Subsequent chapters cover serialization, remoting and security, with weighty appendices on generics, web services and a C# Coding Standard based on the best practices in this book, itself the de facto standard for C# coders. This is a book with much meat, enough to serve a feast of ravenous developers, starved from nights of toil at the desktops of the giant software factories. The author was recognized by Microsoft as a Software Legend - one of the world's top .NET experts.

Aaman Lamba
10 November, 2005


A must read for every .NET architect and developer

This is a must read for every .NET architect and developer that is doing any type of Product Line Engineering or Framework building. Component-oriented development is the heart of both and this book teaches you how to do it correctly.
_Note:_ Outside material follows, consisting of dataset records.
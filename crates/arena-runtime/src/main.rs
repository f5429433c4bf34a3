//! # Diamond Arena Runtime
//!
//! The main entry point for the Diamond Arena backend.
//!
//! ## Startup Sequence
//!
//! 1. Initialize logging (env-filter, `RUST_LOG`)
//! 2. Load configuration from the environment
//! 3. Build the store adapter (fails fast on missing credentials; the
//!    service never runs half-connected)
//! 4. Wire the core services over the store port
//! 5. Serve the HTTP gateway until ctrl-c

mod config;

use anyhow::{Context, Result};
use arena_core::CoreServices;
use arena_gateway::GatewayService;
use arena_store::FirebaseRtdb;
use std::sync::Arc;
use tracing::info;
use tracing_subscriber::{EnvFilter, FmtSubscriber};

use crate::config::RuntimeConfig;

#[tokio::main]
async fn main() -> Result<()> {
    // Initialize logging
    let filter = EnvFilter::try_from_default_env().unwrap_or_else(|_| EnvFilter::new("info"));
    let subscriber = FmtSubscriber::builder()
        .with_env_filter(filter)
        .with_target(true)
        .finish();
    tracing::subscriber::set_global_default(subscriber)?;

    let config = RuntimeConfig::from_env();

    info!("===========================================");
    info!("  Diamond Arena Backend v{}", env!("CARGO_PKG_VERSION"));
    info!("===========================================");

    let store = Arc::new(
        FirebaseRtdb::new(config.store.clone())
            .context("Failed to initialize the store adapter")?,
    );
    let services = CoreServices::new(store, config.rewards);
    let mut gateway = GatewayService::new(config.gateway.clone(), services)
        .context("Failed to build the HTTP gateway")?;

    info!("HTTP Port: {}", config.gateway.http.port);
    info!("Store URL: {}", config.store.normalized_url());

    tokio::select! {
        result = gateway.start() => {
            result.context("HTTP server error")?;
        }
        _ = tokio::signal::ctrl_c() => {
            info!("Received shutdown signal");
        }
    }

    info!("Shutdown complete");
    Ok(())
}
//! Tests for missing family detection

use nestreload::adapters::report::parse_family_rows;
use nestreload::core::models::Identity;
use nestreload::core::services::{
    HostResolver, find_circular_references, find_missing, find_missing_direct_hosts,
};

use crate::common::{chain_rows, root_row, root_rows, row};

fn bolt_under_bracket() -> Vec<Vec<String>> {
    vec![
        root_row("Assembly", "Structural"),
        row(&[
            "Bolt",
            "Hardware",
            "C:/f/Bolt.rfa",
            "Assembly::Bracket::Bolt",
            "Structural::Hardware::Hardware",
        ]),
    ]
}

#[test]
fn test_unregistered_intermediate_host_is_missing() {
    let report = parse_family_rows(&bolt_under_bracket(), "::");
    let missing = find_missing(&report.roots, &report.nested);
    assert!(missing.contains(&Identity::new("Bracket", "Hardware")));
    assert!(missing.contains(&Identity::new("Bolt", "Hardware")));
    assert!(!missing.contains(&Identity::new("Assembly", "Structural")));
}

#[test]
fn test_repeated_missing_family_reported_once() {
    let mut rows = Vec::new();
    for i in 0..50 {
        let host = format!("Host{i}");
        rows.push(root_row(&host, "Structural"));
        rows.push(row(&[
            "Washer",
            "Hardware",
            "C:/lib/Washer.rfa",
            &format!("{host}::Washer"),
            "Structural::Hardware",
        ]));
    }
    let report = parse_family_rows(&rows, "::");

    let missing = find_missing(&report.roots, &report.nested);
    assert_eq!(missing, vec![Identity::new("Washer", "Hardware")]);
}

#[test]
fn test_registered_families_are_not_missing() {
    let mut rows = root_rows(&["A", "B", "C"], "Cat");
    rows.extend(chain_rows(&["A", "B", "C"], "Cat"));
    let report = parse_family_rows(&rows, "::");
    assert!(find_missing(&report.roots, &report.nested).is_empty());
}

#[test]
fn test_category_mismatch_is_missing() {
    let mut rows = vec![root_row("A", "Cat"), root_row("B", "Other")];
    rows.extend(chain_rows(&["A", "B"], "Cat"));
    let report = parse_family_rows(&rows, "::");
    assert_eq!(find_missing(&report.roots, &report.nested), vec![Identity::new("B", "Cat")]);
}

#[test]
fn test_hosts_of_missing_families() {
    let report = parse_family_rows(&bolt_under_bracket(), "::");
    let resolver = HostResolver::new(&report.roots, &report.nested);
    let missing = find_missing(&report.roots, &report.nested);

    let hosts = find_missing_direct_hosts(&missing, &resolver);
    assert_eq!(hosts.len(), 1);
    assert_eq!(hosts[0].name, "Assembly");
}

#[test]
fn test_no_missing_no_hosts() {
    let resolver = HostResolver::new(&[], &[]);
    assert!(find_missing_direct_hosts(&[], &resolver).is_empty());
}

#[test]
fn test_circular_reference_found_once_per_chain() {
    let rows = vec![
        row(&["A", "Cat", "C:/lib/A.rfa", "A::B::A", "Cat::Cat::Cat"]),
        row(&["A", "Cat", "C:/lib/A.rfa", "A::B::A", "Cat::Cat::Cat"]),
        row(&["C", "Cat", "C:/lib/C.rfa", "A::B::C", "Cat::Cat::Cat"]),
    ];
    let report = parse_family_rows(&rows, "::");

    let circular = find_circular_references(&report.nested);
    assert_eq!(circular.len(), 1);
    assert_eq!(circular[0].family, Identity::new("A", "Cat"));
    assert_eq!(circular[0].chain, vec!["A", "B", "A"]);
}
Mr. Lowy has done a great job of putting everything you need to know about how to do Component-oriented development in .NET 2.0 into one place. I highly recommend this book.


T. Anderson
30 September, 2005


All you will ever need on .Net

This book is a must have for your collection on the study of .Net 2.0. Juval is a super resource on all subjects covered in this book and backs them up with clear examples. He is a well respected and often quoted expert in his field. I would highly recommend this book to all those who are serious about mastering the more lofty concepts of this technolgy.

Paul W. Forney
24 September, 2005


Earned a place in my back pack

I used to carry two or three books in my pack along with my laptop. Now I only carry this book. It is an outstanding resource for advanced .NET programming.

Alfred Broderick
04 September, 2005


Item delivered on time in a very good condition

Item delivered on time in a very good condition

Araya E. Kebede
01 September, 2005


Nice update to a solid work

I liked the original and this a good update that covers the migration requirements and new language features. This book will walk you through everything you need to know to build a well designed .NET component with C#. Visual Basic isn't covered. There is a little reference to that in the beginning which is disparaging to VB.NET. But that's ok. I'm sure that anyone doing this type of work in VB will get a lot from this book and can do the language translation.

Jack D. Herrington
27 August, 2005


Excellent best practices reference!


Programming .NET Components
Author: Juval Lowy
Published by O'Reilly Press
ISBN: 0-596-00347-1

Reviewed by Andre Beier, HuNTUG Member

A lot of computer books nowadays teach you how to program, but they hardly ever give an explanation why things should be done in a certain way. This book starts right at the point where other books usually end.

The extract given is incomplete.